CSX 8888 Runaway Investigation On Email 11-5-01
CSX Runaway Investigation
UNMANNED TRAIN MOVEMENT
In accordance with your instructions, the following report summarizes the work of the investigation committee which was assigned to review and analyze the events of May 15, 2001, in which a locomotive with cars departed from Stanley Yard on the CSXT near Toledo, Ohio and travele south to Kenton, Ohio, with no crew member on board.
I was assisted in this review by MPE Inspector Mike Lusher and OP Inspector Ed Scalzitti, both of whom responded initially to the incident, and by Chief Inspector Harold Rugh, who provided essential technical information.
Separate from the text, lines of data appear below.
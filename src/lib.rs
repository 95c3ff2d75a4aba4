//! Builds a printable rotating-day school timetable from per-period class
//! data: normalize, resolve conflicts, lay out the day rotation, swap in a
//! free-period name on X-Day and render an SVG page.

pub mod config;
pub mod display;
pub mod error;
pub mod generator;
pub mod import;
pub mod parser;
pub mod render;
pub mod schedule;
pub mod web;

pub use config::AppConfig;
pub use error::{GenerateError, NormalizationWarning, ParseError, RenderError, ValidationError};
pub use generator::{generate_schedule, GenerateOptions, GeneratedSchedule};
pub use parser::{load_schedule, parse_schedule_csv, parse_schedule_json, RawSchedule};
pub use render::{render_svg, RenderOptions, SvgDocument};
pub use schedule::{Day, Period, ScheduleGrid};
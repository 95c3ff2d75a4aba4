use std::collections::BTreeMap;
use std::fmt;

use serde::{Deserialize, Serialize};

/// One of the eight daily instructional slots, numbered 1-8
#[derive(Debug, Clone, Copy, PartialEq, Eq, PartialOrd, Ord, Hash, Serialize, Deserialize)]
#[serde(try_from = "u8", into = "u8")]
pub struct Period(u8);

impl Period {
    pub const COUNT: usize = 8;

    pub fn new(number: u8) -> Option<Self> {
        (1..=Self::COUNT as u8).contains(&number).then_some(Period(number))
    }

    /// Builds a period from a number known to be in range (rotation table data).
    pub(crate) const fn from_table(number: u8) -> Self {
        Period(number)
    }

    pub const fn number(self) -> u8 {
        self.0
    }

    /// All eight periods in ascending order
    pub fn all() -> impl Iterator<Item = Period> {
        (1..=Self::COUNT as u8).map(Period)
    }
}

impl TryFrom<u8> for Period {
    type Error = String;

    fn try_from(number: u8) -> Result<Self, Self::Error> {
        Period::new(number).ok_or_else(|| format!("period {} is outside 1-8", number))
    }
}

impl From<Period> for u8 {
    fn from(period: Period) -> u8 {
        period.0
    }
}

impl fmt::Display for Period {
    fn fmt(&self, f: &mut fmt::Formatter<'_>) -> fmt::Result {
        write!(f, "{}", self.0)
    }
}

/// One candidate class for a period. Any field may be empty.
#[derive(Debug, Clone, Default, PartialEq, Eq, Serialize, Deserialize)]
pub struct ClassEntry {
    pub name: String,
    pub room: String,
    pub teacher: String,
}

impl ClassEntry {
    pub fn new(name: impl Into<String>, room: impl Into<String>, teacher: impl Into<String>) -> Self {
        Self {
            name: name.into(),
            room: room.into(),
            teacher: teacher.into(),
        }
    }

    pub fn named(name: impl Into<String>) -> Self {
        Self::new(name, "", "")
    }

    pub fn has_name(&self) -> bool {
        !self.name.is_empty()
    }
}

/// Validated class entries for all eight periods.
///
/// Entry order within a period is the order the input supplied and
/// decides which entry wins when nothing else does.
#[derive(Debug, Clone, PartialEq, Eq, Serialize)]
pub struct PeriodAssignments {
    periods: BTreeMap<Period, Vec<ClassEntry>>,
}

impl PeriodAssignments {
    /// Missing periods are filled with an empty entry list.
    pub(crate) fn from_map(mut periods: BTreeMap<Period, Vec<ClassEntry>>) -> Self {
        for period in Period::all() {
            periods.entry(period).or_default();
        }
        Self { periods }
    }

    pub fn entries(&self, period: Period) -> &[ClassEntry] {
        self.periods.get(&period).map(Vec::as_slice).unwrap_or(&[])
    }

    pub fn iter(&self) -> impl Iterator<Item = (Period, &[ClassEntry])> {
        self.periods.iter().map(|(p, entries)| (*p, entries.as_slice()))
    }

    /// Periods with no named class
    pub fn empty_periods(&self) -> Vec<Period> {
        self.iter()
            .filter(|(_, entries)| !entries.iter().any(ClassEntry::has_name))
            .map(|(p, _)| p)
            .collect()
    }
}

/// The outcome of resolving one period's competing entries
#[derive(Debug, Clone, Default, PartialEq, Eq, Serialize, Deserialize)]
pub struct ResolvedPeriod {
    pub primary: ClassEntry,
    /// Summary of every entry that lost, or an empty string
    pub also_note: String,
}

impl ResolvedPeriod {
    pub fn empty() -> Self {
        Self::default()
    }

    pub fn has_also_note(&self) -> bool {
        !self.also_note.is_empty()
    }
}

/// The five day-columns of the printed timetable
#[derive(Debug, Clone, Copy, PartialEq, Eq, Hash, Serialize, Deserialize)]
pub enum Day {
    XDay,
    Day1,
    Day2,
    Day3,
    Day4,
}

impl Day {
    /// Column order on the page
    pub const ALL: [Day; 5] = [Day::XDay, Day::Day1, Day::Day2, Day::Day3, Day::Day4];

    pub fn label(self) -> &'static str {
        match self {
            Day::XDay => "X Day",
            Day::Day1 => "Day 1",
            Day::Day2 => "Day 2",
            Day::Day3 => "Day 3",
            Day::Day4 => "Day 4",
        }
    }

    pub fn is_regular(self) -> bool {
        !matches!(self, Day::XDay)
    }

    pub(crate) fn index(self) -> usize {
        match self {
            Day::XDay => 0,
            Day::Day1 => 1,
            Day::Day2 => 2,
            Day::Day3 => 3,
            Day::Day4 => 4,
        }
    }
}

impl fmt::Display for Day {
    fn fmt(&self, f: &mut fmt::Formatter<'_>) -> fmt::Result {
        f.write_str(self.label())
    }
}

/// One row of a day-column
#[derive(Debug, Clone, PartialEq, Eq, Serialize)]
pub struct GridCell {
    pub period: Period,
    pub resolved: ResolvedPeriod,
}

#[derive(Debug, Clone, PartialEq, Eq, Serialize)]
pub struct DayColumn {
    pub day: Day,
    pub cells: Vec<GridCell>,
}

impl DayColumn {
    pub fn periods(&self) -> Vec<Period> {
        self.cells.iter().map(|c| c.period).collect()
    }

    pub fn cell_for(&self, period: Period) -> Option<&GridCell> {
        self.cells.iter().find(|c| c.period == period)
    }
}

/// All five day-columns, in page order. Every cell owns its own copy
/// of the resolved period.
#[derive(Debug, Clone, PartialEq, Eq, Serialize)]
pub struct ScheduleGrid {
    pub(crate) columns: Vec<DayColumn>,
}

impl ScheduleGrid {
    pub fn columns(&self) -> &[DayColumn] {
        &self.columns
    }

    pub fn column(&self, day: Day) -> &DayColumn {
        &self.columns[day.index()]
    }

    pub fn cell(&self, day: Day, row: usize) -> Option<&GridCell> {
        self.column(day).cells.get(row)
    }
}

#[cfg(test)]
mod tests {
    use super::*;

    #[test]
    fn period_rejects_out_of_range() {
        assert!(Period::new(0).is_none());
        assert!(Period::new(9).is_none());
        assert_eq!(Period::new(8).map(Period::number), Some(8));
    }

    #[test]
    fn period_all_is_one_through_eight() {
        let numbers: Vec<u8> = Period::all().map(Period::number).collect();
        assert_eq!(numbers, vec![1, 2, 3, 4, 5, 6, 7, 8]);
    }

    #[test]
    fn assignments_fill_missing_periods() {
        let mut map = BTreeMap::new();
        map.insert(Period::new(3).unwrap(), vec![ClassEntry::named("Chemistry")]);
        let assignments = PeriodAssignments::from_map(map);

        assert_eq!(assignments.iter().count(), 8);
        assert_eq!(assignments.entries(Period::new(3).unwrap())[0].name, "Chemistry");
        assert_eq!(assignments.empty_periods().len(), 7);
    }

    #[test]
    fn period_with_only_blank_names_is_empty() {
        let mut map = BTreeMap::new();
        for period in Period::all() {
            map.insert(period, vec![ClassEntry::named(format!("Class {}", period))]);
        }
        map.insert(Period::new(4).unwrap(), vec![ClassEntry::new("", "Room 4", "")]);
        let assignments = PeriodAssignments::from_map(map);

        assert_eq!(assignments.empty_periods(), vec![Period::new(4).unwrap()]);
    }
}
//! Fonts embedded in every document, and the metrics used to fit text.
//!
//! The same bytes are measured here and shipped as `@font-face` data, so
//! line breaks and shrink-to-fit sizes match what a viewer draws.

use std::sync::OnceLock;

use base64::prelude::*;
use ttf_parser::Face;

use crate::error::RenderError;

pub const BODY_FAMILY: &str = "DejaVu Sans";
pub const TITLE_FAMILY: &str = "DejaVu Sans Condensed";

const BODY_FONT: &[u8] = include_bytes!("../../fonts/DejaVuSans.ttf");
const TITLE_FONT: &[u8] = include_bytes!("../../fonts/DejaVuSansCondensed-Bold.ttf");

/// Horizontal advances of one embedded face
pub struct FontMetrics<'a> {
    face: Face<'a>,
    units_per_em: f64,
    missing_advance: f64,
}

impl<'a> FontMetrics<'a> {
    pub fn parse(family: &'static str, data: &'a [u8]) -> Result<Self, RenderError> {
        let face = Face::parse(data, 0).map_err(|e| RenderError::Font {
            family,
            reason: e.to_string(),
        })?;
        let units_per_em = f64::from(face.units_per_em());
        // Glyph 0 is .notdef, which is what a viewer draws for unknown characters
        let missing_advance = face
            .glyph_hor_advance(ttf_parser::GlyphId(0))
            .map(f64::from)
            .unwrap_or(units_per_em / 2.0);

        Ok(Self {
            face,
            units_per_em,
            missing_advance,
        })
    }

    /// Width of `text` set on one line at `font_size`
    pub fn text_width(&self, text: &str, font_size: f64) -> f64 {
        let units: f64 = text
            .chars()
            .map(|ch| {
                self.face
                    .glyph_index(ch)
                    .and_then(|id| self.face.glyph_hor_advance(id))
                    .map(f64::from)
                    .unwrap_or(self.missing_advance)
            })
            .sum();
        units / self.units_per_em * font_size
    }
}

/// Metrics for the face used by class names, details and notes
pub fn body() -> Result<FontMetrics<'static>, RenderError> {
    FontMetrics::parse(BODY_FAMILY, BODY_FONT)
}

/// `@font-face` rules carrying both fonts as data URIs
pub fn font_face_css() -> &'static str {
    static CSS: OnceLock<String> = OnceLock::new();
    CSS.get_or_init(|| {
        [(BODY_FAMILY, BODY_FONT), (TITLE_FAMILY, TITLE_FONT)]
            .iter()
            .map(|(family, data)| {
                format!(
                    "@font-face{{font-family:\"{}\";src:url(\"data:font/ttf;base64,{}\") format(\"truetype\")}}",
                    family,
                    BASE64_STANDARD.encode(data)
                )
            })
            .collect()
    })
}

#[cfg(test)]
mod tests {
    use super::*;

    #[test]
    fn embedded_fonts_parse() {
        assert!(body().is_ok());
        assert!(FontMetrics::parse(TITLE_FAMILY, TITLE_FONT).is_ok());
    }

    #[test]
    fn widths_scale_with_size() {
        let metrics = body().unwrap();
        let small = metrics.text_width("Graphic Design", 20.0);
        let large = metrics.text_width("Graphic Design", 40.0);
        assert!(small > 0.0);
        assert!((large - small * 2.0).abs() < 1e-9);
    }

    #[test]
    fn wide_glyphs_measure_wider() {
        let metrics = body().unwrap();
        assert!(metrics.text_width("WWWW", 50.0) > metrics.text_width("iiii", 50.0));
        assert_eq!(metrics.text_width("", 50.0), 0.0);
    }

    #[test]
    fn unknown_characters_still_take_space() {
        let metrics = body().unwrap();
        assert!(metrics.text_width("\u{10FFFD}", 50.0) > 0.0);
    }

    #[test]
    fn rejects_bytes_that_are_not_a_font() {
        let err = FontMetrics::parse(BODY_FAMILY, b"not a font").err().unwrap();
        assert!(matches!(err, RenderError::Font { family: "DejaVu Sans", .. }));
    }

    #[test]
    fn css_embeds_both_families() {
        let css = font_face_css();
        assert_eq!(css.matches("@font-face").count(), 2);
        assert!(css.contains("font-family:\"DejaVu Sans\""));
        assert!(css.contains("font-family:\"DejaVu Sans Condensed\""));
        assert!(css.contains("data:font/ttf;base64,AAEAAA"));
    }
}
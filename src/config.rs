use std::env;
use std::path::PathBuf;

use crate::render::DEFAULT_TITLE;
use crate::schedule::DEFAULT_FREE_PERIOD_NAME;

/// Server and generation settings, read from the environment
#[derive(Debug, Clone, PartialEq)]
pub struct AppConfig {
    pub host: String,
    pub port: u16,
    pub static_dir: PathBuf,
    /// Prefills the form and fills in requests that send no title
    pub default_title: String,
    /// Used when a request does not send a free period name at all
    pub default_free_period_name: String,
}

impl Default for AppConfig {
    fn default() -> Self {
        Self {
            host: "0.0.0.0".to_string(),
            port: 8080,
            static_dir: PathBuf::from("static"),
            default_title: DEFAULT_TITLE.to_string(),
            default_free_period_name: DEFAULT_FREE_PERIOD_NAME.to_string(),
        }
    }
}

impl AppConfig {
    /// `HOST`, `PORT`, `STATIC_DIR`, `SCHEDULE_TITLE`, `FREE_PERIOD_NAME`
    pub fn from_env() -> Self {
        Self::from_lookup(|key| env::var(key).ok())
    }

    fn from_lookup<F>(lookup: F) -> Self
    where
        F: Fn(&str) -> Option<String>,
    {
        let defaults = Self::default();
        Self {
            host: lookup("HOST").unwrap_or(defaults.host),
            port: lookup("PORT")
                .and_then(|p| p.parse().ok())
                .unwrap_or(defaults.port),
            static_dir: lookup("STATIC_DIR").map(PathBuf::from).unwrap_or(defaults.static_dir),
            default_title: lookup("SCHEDULE_TITLE").unwrap_or(defaults.default_title),
            default_free_period_name: lookup("FREE_PERIOD_NAME")
                .map(|s| s.trim().to_string())
                .unwrap_or(defaults.default_free_period_name),
        }
    }
}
On May 15, 2001, at approximately 12:35 p.m., DST, an unmanned CSX yard train consisting of one model SD-40-2 locomotive, 22 loaded, and 25 empty cars, 2898 gross trailing tons, departed Stanley Yard, which is located in Walbridge, Ohio. The uncontrolled movement proceeded south for a distance of 66 miles before CSX personnel were able to bring the movement under control.
At the time of the incident, the weather was cloudy with light rain. The ambient temperature was 55 degrees Fahrenheit. There was no derailment of equipment or collision. There were no reportable injuries as a result of the incident.
CIRCUMSTANCES PRIOR TO INCIDENT
Yard crew Y11615, consisting of one engineer, one conductor and one brakeman, reported for duty at Stanley Yard, Walbridge, Ohio, at 6:30 am, DST, May 15, 2001. After the normal job briefing with the trainmaster, crew Y11615 performed routine switching assignments until approximately 11:30 am, at which time the crew received new instructions and a second job briefing. A few minutes before 12:30 p.m., the crew entered the north end of track K12, located in the classification yard, with the intent to pull 47 cars out of K12 and then place these cars on departure track D10.
Locomotive CSX 8888 was positioned with the short hood headed north. The engineer was seated at the controls on the east side of the locomotive.
The locomotive coupled to the 47 cars on track K12, as instructed and planned. The air hoses between the locomotive and the cars were not connected, as is normal during this kind of switching operation. The air brakes on the cars were therefore inoperative. The brakeman notified the engineer by radio to pull north from K12.
After the rear or 47th car passed the brakeman's location, he walked west to position the switch for the reverse movement to proceed into the assigned track D10.
The movement continued north out of K12 passing the conductor, who was positioned on the ground at the "Camera" switch. The conductor advised the engineer by radio of the number of cars that had passed him and received an acknowledgement from the engineer by radio.
With eight cars remaining to pass over the "Camera" switch, the conductor notified the engineer by radio to prepare to stop. The engineer did not respond to his communication. The conductor again notified the engineer when four cars remained to clear the switch, but again there was no response from the engineer. The conductor then ordered the engineer to stop movement, but again there was no response from the engineer and the movement continued.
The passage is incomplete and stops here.